== Exercise prompt ==
Reproduce the data in its entirety, exactly as supplied.

== Available data ==
=-=-=-=-=

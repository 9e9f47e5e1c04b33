//! API routes.

use std::sync::Arc;

use axum::extract::DefaultBodyLimit;
use axum::middleware;
use axum::routing::{delete, get, post};
use axum::Router;
use metrics_exporter_prometheus::PrometheusHandle;

use crate::handlers::cache::{delete_cache_entry, get_cache_entry, lookup_cache};
use crate::handlers::health::health;
use crate::handlers::jobs::get_job;
use crate::handlers::summaries::create_summary;
use crate::handlers::uploads::upload_file;
use crate::middleware::{
    cors_layer, rate_limit_middleware, request_id, request_logging, RateLimiterCache,
};
use crate::state::AppState;

/// Create the API router.
pub fn create_router(state: AppState, metrics_handle: Option<PrometheusHandle>) -> Router {
    let upload_limiter = Arc::new(RateLimiterCache::per_minute(
        state.config.upload_rate_per_minute,
    ));
    let summary_limiter = Arc::new(RateLimiterCache::per_minute(
        state.config.summary_rate_per_minute,
    ));

    // Multipart framing overhead on top of the payload cap
    let upload_body_limit = (state.uploads.config().max_file_size
        + state.uploads.config().grace_bytes) as usize
        + 1024 * 1024;

    let upload_routes = Router::new()
        .route("/uploads", post(upload_file))
        .layer(DefaultBodyLimit::max(upload_body_limit))
        .layer(middleware::from_fn_with_state(
            upload_limiter,
            rate_limit_middleware,
        ));

    let summary_routes = Router::new()
        .route("/summaries", post(create_summary))
        .route("/cache/lookup", post(lookup_cache))
        .layer(middleware::from_fn_with_state(
            summary_limiter,
            rate_limit_middleware,
        ));

    let read_routes = Router::new()
        .route("/jobs/:job_id", get(get_job))
        .route("/cache/:cache_key", get(get_cache_entry))
        .route("/cache/:cache_key", delete(delete_cache_entry));

    let api_routes = upload_routes.merge(summary_routes).merge(read_routes);

    let health_routes = Router::new().route("/health", get(health));

    let metrics_routes = if let Some(handle) = metrics_handle {
        Router::new().route("/metrics", get(move || async move { handle.render() }))
    } else {
        Router::new()
    };

    Router::new()
        .nest("/api", api_routes)
        .merge(health_routes)
        .merge(metrics_routes)
        .layer(middleware::from_fn(request_logging))
        .layer(middleware::from_fn(request_id))
        .layer(cors_layer(&state.config.cors_origins))
        .with_state(state)
}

=-=-=-=-=

== Result of this task ==
repository 9e9f47e5e1c04b33
//! API routes.

use std::sync::Arc;

use axum::extract::DefaultBodyLimit;
use axum::middleware;
use axum::routing::{delete, get, post};
use axum::Router;
use metrics_exporter_prometheus::PrometheusHandle;

use crate::handlers::cache::{delete_cache_entry, get_cache_entry, lookup_cache};
use crate::handlers::health::health;
use crate::handlers::jobs::get_job;
use crate::handlers::summaries::create_summary;
use crate::handlers::uploads::upload_file;
use crate::middleware::{
    cors_layer, rate_limit_middleware, request_id, request_logging, RateLimiterCache,
};
use crate::state::AppState;

/// Create the API router.
pub fn create_router(state: AppState, metrics_handle: Option<PrometheusHandle>) -> Router {
    let upload_limiter = Arc::new(RateLimiterCache::per_minute(
        state.config.upload_rate_per_minute,
    ));
    let summary_limiter = Arc::new(RateLimiterCache::per_minute(
        state.config.summary_rate_per_minute,
    ));

    // Multipart framing overhead on top of the payload cap
    let upload_body_limit = (state.uploads.config().max_file_size
        + state.uploads.config().grace_bytes) as usize
        + 1024 * 1024;

    let upload_routes = Router::new()
        .route("/uploads", post(upload_file))
        .layer(DefaultBodyLimit::max(upload_body_limit))
        .layer(middleware::from_fn_with_state(
            upload_limiter,
            rate_limit_middleware,
        ));

    let summary_routes = Router::new()
        .route("/summaries", post(create_summary))
        .route("/cache/lookup", post(lookup_cache))
        .layer(middleware::from_fn_with_state(
            summary_limiter,
            rate_limit_middleware,
        ));

    let read_routes = Router::new()
        .route("/jobs/:job_id", get(get_job))
        .route("/cache/:cache_key", get(get_cache_entry))
        .route("/cache/:cache_key", delete(delete_cache_entry));

    let api_routes = upload_routes.merge(summary_routes).merge(read_routes);

    let health_routes = Router::new().route("/health", get(health));

    let metrics_routes = if let Some(handle) = metrics_handle {
        Router::new().route("/metrics", get(move || async move { handle.render() }))
    } else {
        Router::new()
    };

    Router::new()
        .nest("/api", api_routes)
        .merge(health_routes)
        .merge(metrics_routes)
        .layer(middleware::from_fn(request_logging))
        .layer(middleware::from_fn(request_id))
        .layer(cors_layer(&state.config.cors_origins))
        .with_state(state)
}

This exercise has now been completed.